I’ve always been fond of fruit and even that is a problem. So I have been measuring out portions. In fact, I’ve been measuring out portions of everything. Sometimes I believe the carbs are worth it and when they aren’t, I don’t eat the stuff.

For the first three month, was trying to keep my carbs around 100 – 125. I usually managed to stay in the 90s and never did get as high as 125. Then I finally went to a class for my condition and the dietician there said 45 – 50 carbs per meal and 15 carbs for each of two to three snacks. That is so much higher than I was doing that I stopped counting every damn carb. Well, I never did add the 4 carbs per day of milk I put in my coffee, but still.

I try to keep each meal in the 30-40 carb range so if I’m careless with my reckoning, it won’t matter because I have some leeway. I know my breakfasts are either 1 carb (days I don’t work out) or 17 carbs (on the days I do). My snacks are usually something healthy and may be slightly over the 15  count, but not ever more than 20 and I only have one or two per day, not three. I stopped trying to record every morsel of food.

My mother watched her fat intake to the point of making everyone around her a little crazy. She wouldn’t eat this and that and seriously limited her fat intake. She died of a heart attack anyway.

I’m looking forward to finding out if what I’ve been doing is enough or even too much.
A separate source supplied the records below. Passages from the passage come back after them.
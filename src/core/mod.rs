//! Runtime core: the supervision tree and its process-level driver.
//!
//! Internal modules:
//! - [`node`]: tree vertices, scheduling, the stop and wait protocols;
//! - [`hooks`]: per-node stop/done callback lists;
//! - [`supervisor`]: root creation, fault log, termination watch, finalizers;
//! - [`builder`]/[`config`]: supervisor construction;
//! - [`shutdown`]: cross-platform termination signal handling.

mod builder;
mod config;
mod hooks;
mod node;
mod shutdown;
mod supervisor;

pub use builder::SupervisorBuilder;
pub use config::SupervisorConfig;
pub use hooks::{HookFn, Hooks};
pub use node::Node;
pub use shutdown::wait_for_shutdown_signal;
pub use supervisor::{ExitStatus, Supervisor};
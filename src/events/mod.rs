//! Lifecycle events: types and broadcast bus.
//!
//! ## Contents
//! - [`EventKind`], [`Event`] event classification and payload metadata
//! - [`Bus`] thin wrapper over `tokio::sync::broadcast`
//!
//! ## Quick reference
//! - **Publishers**: every node (scheduling, background, finish, faults, teardown),
//!   the supervisor (shutdown requests, finalizer failures) and `SubscriberSet` workers.
//! - **Consumers**: the supervisor's event listener, which fans out to a `SubscriberSet`.

mod bus;
mod event;

pub use bus::Bus;
pub use event::{Event, EventKind};
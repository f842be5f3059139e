//! # Cross-platform OS signal handling.
//!
//! Provides [`wait_for_shutdown_signal`], an async helper that completes when the process
//! receives a termination signal, and [`termination`], its infallible wrapper used by
//! [`Supervisor::run`](crate::Supervisor::run).
//!
//! ## Signals
//! **Unix platforms:**
//! - `SIGINT` (Ctrl-C in terminal)
//! - `SIGTERM` (default kill signal, used by systemd/Kubernetes)
//! - `SIGQUIT`
//!
//! **Windows platforms:**
//! - `Ctrl-C` via [`tokio::signal::ctrl_c`]

/// Waits for a termination signal.
///
/// Returns `Ok(())` when any signal is received, or `Err` if signal registration fails.
#[cfg(unix)]
pub async fn wait_for_shutdown_signal() -> std::io::Result<()> {
    use tokio::signal::unix::{SignalKind, signal};

    let mut sigint = signal(SignalKind::interrupt())?;
    let mut sigterm = signal(SignalKind::terminate())?;
    let mut sigquit = signal(SignalKind::quit())?;

    tokio::select! {
        _ = sigint.recv()  => {},
        _ = sigterm.recv() => {},
        _ = sigquit.recv() => {},
    }
    Ok(())
}

/// Waits for a termination signal.
///
/// Returns `Ok(())` when any signal is received, or `Err` if signal registration fails.
#[cfg(not(unix))]
pub async fn wait_for_shutdown_signal() -> std::io::Result<()> {
    tokio::signal::ctrl_c().await
}

/// Completes on the first termination signal.
///
/// If listeners cannot be registered the error is logged and the future never completes,
/// so the tree can still finish naturally or on fault.
pub(crate) async fn termination() {
    if let Err(err) = wait_for_shutdown_signal().await {
        tracing::warn!(error = %err, "cannot listen for termination signals");
        std::future::pending::<()>().await;
    }
}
I’m pretty sure that no matter what my A1C number is, I can’t go back to just willy nilly eating anything and everything. It would just make it rise again for the next time.

I have given myself permission to eat one decadent piece of chocolate per day and figure it into my carb count. I have tried new and different recipes, some of them quite successful. I have cut back on breads, potatoes, and pasta without noticing too much of a problem. Pasta is the hardest of all these.

My biggest worry now is that I continue to lose weight although not as rapidly as when I started. Still, I worked really hard to build up this amount of muscle and my BMI is now 21.8. With my muscle mass, that’s an inflated number. Weightlifters really aren’t who those tables are made for and our numbers are skewed because we have higher than normal mass due to more muscle tissue.

I’ve tried to find out if there is any difference for diabetics regarding where the carbs are coming from. It seems we really don’t know that much about nutrition. Which is a shame, considering the state of our national nutritional mess. What I did see over and over again is that the more processed something is, the less healthy it is for you. Which makes all the “fake” food substitute things a little suspect.

Hopefully, I will find out that what I’ve been doing is working well. I can manage this without much problem. I’ve even figured out how to dine out. So, I guess I’m just going to get to keep all my toes. At least, I hope so.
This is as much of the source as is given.